Jeder Brand verschlechtert die Aufnahmekapazität des Bodens für CO2 und treibt die Klimakrise – und somit seine eigene Ursache – noch weiter voran. Es handelt sich um eine Rückkopplung. Einmal in Gang gesetzt, setzt sie sich auch ohne menschlichen Einfluss fort. Der kritische Punkt (Kipppunkt) zum Ingangsetzen dieser Rückkopplung muss noch nicht überschritten sein – könnte er aber und wird er definitiv bald sein.

Die Brände trafen bereits eine Fläche, die größer ist als die der Niederlande.

Technik wäre bereits vorhanden

Für alle, die meinen, Technik und Innovation würden uns daraus retten, gibt es leider eine Enttäuschung. Es gibt bereits eine Satellitentechnologie, die durch die Analyse des Grundwasserpegels Brände mit recht großer Sicherheit vorhersagen kann und in Brasilien im Rahmen der Amazonas-Brände bereits eingesetzt wurde und zudem chemische Löschmittel, die viel effizienter als einfaches Wasser sind.

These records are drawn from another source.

//! Tuner slot auto-discovery.
//!
//! Only runs when the engine is enabled and no source set the slots. A
//! failed probe never fails the load; the fallback depends on engine mode.

use super::types::{Enigma2Settings, EngineSettings};
use crate::error::ConfigError;
use async_trait::async_trait;
use std::time::Duration;
use tracing::{error, info, warn};

pub const DEFAULT_DISCOVERY_TIMEOUT: Duration = Duration::from_secs(10);

/// Probes the receiver for usable tuner slots.
#[async_trait]
pub trait SlotDiscovery: Send + Sync {
    async fn discover(&self, receiver: &Enigma2Settings) -> anyhow::Result<Vec<u32>>;
}

async fn probe(
    discovery: Option<&dyn SlotDiscovery>,
    receiver: &Enigma2Settings,
    timeout: Duration,
) -> Result<Vec<u32>, ConfigError> {
    let Some(discovery) = discovery else {
        return Err(ConfigError::Discovery("no slot discovery configured".into()));
    };
    match tokio::time::timeout(timeout, discovery.discover(receiver)).await {
        Err(_) => Err(ConfigError::Discovery(format!(
            "timed out after {}",
            humantime::format_duration(timeout)
        ))),
        Ok(Err(e)) => Err(ConfigError::Discovery(format!("{:#}", e))),
        Ok(Ok(slots)) if slots.is_empty() => {
            Err(ConfigError::Discovery("receiver reported no tuners".into()))
        }
        Ok(Ok(slots)) => Ok(slots),
    }
}

/// Fill `engine.tuner_slots` if it is still unset.
pub async fn apply_discovery(
    engine: &mut EngineSettings,
    receiver: &Enigma2Settings,
    discovery: Option<&dyn SlotDiscovery>,
    timeout: Duration,
) {
    if !engine.enabled || engine.tuner_slots.is_some() {
        return;
    }

    match probe(discovery, receiver, timeout).await {
        Ok(slots) => {
            info!(slots = ?slots, "tuner slots discovered");
            engine.tuner_slots = Some(slots);
        }
        Err(e) if engine.is_virtual() => {
            warn!(error = %e, "tuner discovery failed; virtual mode uses slot 0");
            engine.tuner_slots = Some(vec![0]);
        }
        Err(e) => {
            error!(
                event = "config.tuner_discovery_failed",
                error = %e,
                "CRITICAL: tuner discovery failed in standard mode; no tuner slots configured"
            );
        }
    }
}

Doch wenn schlicht und einfach der politische Wille fehlt, hilft die fortschrittlichste Technologie nicht. Das zeigen die Brände von Australien nur ein weiteres mal.

Dennoch weitere Kohlekraftwerke geplant

Und so müssen die Menschen nun am eigenen Leibe erfahren, warum sie eben doch Angst vor Kohle haben müssen. Und diese Angst müssen sie verbreiten, denn wir alle müssen sie haben. Ich bin mir nämlich ziemlich sicher, dass kein Australier seelenruhig vor der aufziehenden Feuerwand stehenbleibt und murmelt „Keine Panik, das regelt der Markt.“. Doch das wirklich verheerende an den Bränden ist nicht, dass sie zu einem irreversiblen Kollaps des Ökosystems führen und somit Australien langfristig unbewohnbar machen könnten, sondern dass sie zeigen, dass selbst diese Katastrophe nicht ausreicht, um politischen Druck zu erzeugen, wie es etwa bei Fukushima der Fall war. Denn immer noch sind im Jahr 2020 Kohlekraftwerke mit einer Leistung von insgesamt 579 Gigawatt geplant oder in Bau, was zu einer Steigung des durch Kohle erzeugten Stroms um 29% führen würde, obwohl der Weltklimarat ohne Zweifel sagt, dass bis 2030 fast alle Kohlekraftwerke stillgelegt sein müssen, um unterhalb der ersten Kipppunkte zu bleiben. Und wenn das, was derzeit passiert nicht ausreicht, halte ich unsere Welt mit ziemlich großer Sicherheit für verloren. Unsere Erde brennt an allen Ecken und Enden – und das im wahrsten Sinne des Wortes.

Doch wir können Lehren aus dem Debakel von Australien ziehen. Die Strategie, einfach zu warten, bis die Folgen des Klimawandels so offensichtlich werden, dass gehandelt werden muss und auch wird, funktioniert schlicht und einfach nicht. Schon letztes Jahr verbrannte vor den Augen der Welt der größte Sauerstoffproduzent unseres Planeten und niemanden hat es interessiert. Venedig stand für Wochen unter Wasser und niemanden hat es interessiert. Mitten in Europa gab es Hitzetote und niemanden hat es interessiert. Es gibt keinen Fukushima-Effekt mehr. Wir müssen den Druck aktiv erzeugen. Und damit meine ich uns alle. Boykottiert brasilianisches Rindfleisch, wechselt zu Ökostrom, wählt die Regierungen ab, die Geschäfte mit diesen Verbrechern machen und geht auf die Straße! Wir sind die ersten die es spüren und die letzten, die noch etwas tun können.